Anne and Elizabeth: Consulting the Stars for Elizabeth’s Birth

By: Natalie Sweet

As September 1533 approached, Henry VIII and Anne Boleyn expected that a prince would soon be born. Announcements of a prince’s arrival were drawn up ahead of time, but an extra “s” had to be added to Elizabeth’s birth announcement to proclaim the birth of a princess. Henry’s confidence was based on no less than an astrologer’s prediction that Anne would, in fact, give birth to a male child. Would either Henry or Anne have had any reason to doubt such a prediction?

Then, as now, astrologers were proven wrong. Fast-forward to daughter Elizabeth’s reign, and we can see how predictions by Nostradamus failed. Although he is popularly featured on History Channel documentaries today, many of Nostradamus’s predictions concerning Elizabeth failed to come true. His predictions, however, served a purpose: as Catherine de Medici’s astrologer, it was his job to develop predictions that suggested the downfall of her Tudor rival. Obviously, none of the dire predictions came true, but an early modern astrologer was as much a propagandist as he was a predictor of the future. Oftentimes, propaganda was more useful than a correct prediction, as it inspired well-timed fear in the enemy and hope amongst allies. Of course, the more accurate one’s astrologer was at making predictions, the more useful the propaganda was, but the creation of fear was a tremendous boon on its own account.
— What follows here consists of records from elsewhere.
use thiserror::Error;

/// All errors produced by cadence-core.
///
/// None of these are raised on the real-time render path; the render engine
/// handles every condition in-band and reports it through events.
#[derive(Debug, Error)]
pub enum CadenceError {
    #[error("audio device error: {0}")]
    AudioDevice(String),

    #[error("audio stream error: {0}")]
    AudioStream(String),

    #[error("no default output device found")]
    NoDefaultOutputDevice,

    #[error("invalid configuration: {0}")]
    InvalidConfig(String),

    #[error("PCM16 payload has odd byte length {len}")]
    OddPcmLength { len: usize },

    #[error("render engine has already been handed off")]
    EngineTaken,

    #[error("render engine channel disconnected")]
    ChannelClosed,

    #[error("session is already running")]
    AlreadyRunning,

    #[error("session is not running")]
    NotRunning,

    #[error("config file not found: {path}")]
    ConfigNotFound { path: std::path::PathBuf },

    #[error("config parse error: {0}")]
    ConfigParse(#[from] serde_json::Error),

    #[error("IO error: {0}")]
    Io(#[from] std::io::Error),

    #[error(transparent)]
    Other(#[from] anyhow::Error),
}

pub type Result<T> = std::result::Result<T, CadenceError>;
This is not to say that monarchs did not take their astrologer’s predictions to heart. That would be a mistake, and one that is easy to make in a modern era where astrology is often viewed as trickery. Astrology was not a con, nor was it incompatible with religion in the 16th century. Indeed, it was considered to be a way to understand God’s divine plan, and was viewed to be as grounded in science as that of the study of the changing seasons. For Henry and Anne, the astrologer’s prediction of a male child was one they could look favorably on.

That the astrologer predicted a boy should not have surprised Henry, Anne, or us – beyond the fact that the royal couple hoped for this prediction, the months that Henry persisted in the belief that a boy would be born was enough to buy him time and leverage with those he dealt with. It gave his proceedings against Catherine of Aragon and his marriage to Anne justification – any male (and the majority of females, too) in the early modern era would tell you that it was better to have a boy than it was to have a girl. They understood the urgency that accompanied the Tudor dynasty’s need for a male heir- and it was an urgency that had been granted a favorable verdict to the male party for generations before Henry VIII hit the scene. Read Chapuy’s or any other enemy’s report of Elizabeth’s arrival and the relief seems to drip from the pages – Henry has had another girl. Sure, the kid is healthy and this could indicate future healthy children will follow, but for now, it should be back to business as usual. Predictions could be made, but immediate results needed to follow.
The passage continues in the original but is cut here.